• [Exercise objective]
Report how many lines in the data include "configuration", with the number as the only reply.

• [Dataset content]

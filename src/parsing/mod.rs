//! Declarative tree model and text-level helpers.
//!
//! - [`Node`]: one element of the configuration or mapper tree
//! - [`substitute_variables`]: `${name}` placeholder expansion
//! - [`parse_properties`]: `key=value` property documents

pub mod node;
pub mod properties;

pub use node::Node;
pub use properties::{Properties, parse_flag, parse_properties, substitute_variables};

==

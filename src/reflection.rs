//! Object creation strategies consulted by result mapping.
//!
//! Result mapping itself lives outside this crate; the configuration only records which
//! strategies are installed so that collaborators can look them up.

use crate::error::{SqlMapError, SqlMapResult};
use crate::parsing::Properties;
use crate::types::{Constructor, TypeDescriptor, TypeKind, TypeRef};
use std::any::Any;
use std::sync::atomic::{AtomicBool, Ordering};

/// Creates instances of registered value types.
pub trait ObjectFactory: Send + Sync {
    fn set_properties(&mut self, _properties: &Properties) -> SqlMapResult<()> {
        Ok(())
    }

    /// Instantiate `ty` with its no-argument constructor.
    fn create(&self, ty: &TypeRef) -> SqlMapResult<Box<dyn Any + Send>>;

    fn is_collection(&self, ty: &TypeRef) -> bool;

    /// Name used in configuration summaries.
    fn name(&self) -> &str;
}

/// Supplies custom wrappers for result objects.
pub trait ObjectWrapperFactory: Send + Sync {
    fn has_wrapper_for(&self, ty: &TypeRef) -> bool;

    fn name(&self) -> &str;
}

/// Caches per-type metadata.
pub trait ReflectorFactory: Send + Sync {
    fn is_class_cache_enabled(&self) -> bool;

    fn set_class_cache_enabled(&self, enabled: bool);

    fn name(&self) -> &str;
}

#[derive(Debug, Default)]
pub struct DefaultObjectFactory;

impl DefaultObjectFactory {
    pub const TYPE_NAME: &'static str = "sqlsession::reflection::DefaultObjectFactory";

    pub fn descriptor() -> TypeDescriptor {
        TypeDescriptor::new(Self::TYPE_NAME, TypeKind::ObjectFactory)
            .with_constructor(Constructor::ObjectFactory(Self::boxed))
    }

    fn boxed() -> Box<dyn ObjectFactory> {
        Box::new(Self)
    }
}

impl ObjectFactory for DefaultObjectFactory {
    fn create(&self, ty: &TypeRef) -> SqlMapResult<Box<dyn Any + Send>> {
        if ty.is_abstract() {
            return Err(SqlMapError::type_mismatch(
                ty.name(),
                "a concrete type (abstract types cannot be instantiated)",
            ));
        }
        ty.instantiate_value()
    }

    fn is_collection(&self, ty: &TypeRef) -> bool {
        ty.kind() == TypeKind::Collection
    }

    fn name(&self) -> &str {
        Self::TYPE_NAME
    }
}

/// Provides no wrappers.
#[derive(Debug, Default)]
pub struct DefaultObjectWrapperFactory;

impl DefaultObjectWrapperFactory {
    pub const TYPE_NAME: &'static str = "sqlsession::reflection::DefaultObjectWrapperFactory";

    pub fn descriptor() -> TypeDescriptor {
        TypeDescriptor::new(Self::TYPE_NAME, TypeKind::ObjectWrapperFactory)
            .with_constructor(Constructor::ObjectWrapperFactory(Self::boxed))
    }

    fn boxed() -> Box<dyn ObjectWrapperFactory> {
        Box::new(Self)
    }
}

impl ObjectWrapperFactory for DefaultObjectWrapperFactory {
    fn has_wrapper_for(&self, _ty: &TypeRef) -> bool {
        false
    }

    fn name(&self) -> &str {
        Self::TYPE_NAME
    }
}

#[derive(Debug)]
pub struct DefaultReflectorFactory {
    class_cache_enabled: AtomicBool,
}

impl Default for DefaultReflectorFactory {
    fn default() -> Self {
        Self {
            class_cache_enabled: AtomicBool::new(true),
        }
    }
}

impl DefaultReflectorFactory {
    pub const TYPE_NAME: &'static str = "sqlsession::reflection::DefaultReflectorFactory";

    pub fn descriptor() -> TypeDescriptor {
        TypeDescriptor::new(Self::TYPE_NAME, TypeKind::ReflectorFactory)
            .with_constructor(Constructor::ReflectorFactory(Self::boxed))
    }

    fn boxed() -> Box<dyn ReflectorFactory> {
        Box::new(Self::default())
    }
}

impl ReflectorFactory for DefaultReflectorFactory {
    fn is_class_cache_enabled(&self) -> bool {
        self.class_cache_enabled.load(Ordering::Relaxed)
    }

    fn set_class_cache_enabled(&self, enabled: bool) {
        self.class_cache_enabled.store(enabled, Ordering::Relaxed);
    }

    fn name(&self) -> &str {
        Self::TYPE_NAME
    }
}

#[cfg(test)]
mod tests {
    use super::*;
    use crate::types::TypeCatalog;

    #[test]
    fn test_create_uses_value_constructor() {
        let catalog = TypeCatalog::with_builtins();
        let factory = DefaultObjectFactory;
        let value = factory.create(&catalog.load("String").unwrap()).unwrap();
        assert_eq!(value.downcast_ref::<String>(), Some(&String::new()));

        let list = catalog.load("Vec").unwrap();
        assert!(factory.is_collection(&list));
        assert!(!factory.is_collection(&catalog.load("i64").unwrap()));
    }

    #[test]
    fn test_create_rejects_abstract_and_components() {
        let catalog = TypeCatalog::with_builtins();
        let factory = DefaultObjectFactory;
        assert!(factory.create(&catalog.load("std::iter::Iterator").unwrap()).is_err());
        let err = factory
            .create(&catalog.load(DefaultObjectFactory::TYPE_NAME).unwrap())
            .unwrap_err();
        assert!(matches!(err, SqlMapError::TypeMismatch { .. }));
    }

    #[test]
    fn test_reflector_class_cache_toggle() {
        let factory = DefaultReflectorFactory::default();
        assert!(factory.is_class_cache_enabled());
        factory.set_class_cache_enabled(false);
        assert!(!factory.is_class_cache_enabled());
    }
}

• [Expected answer]
3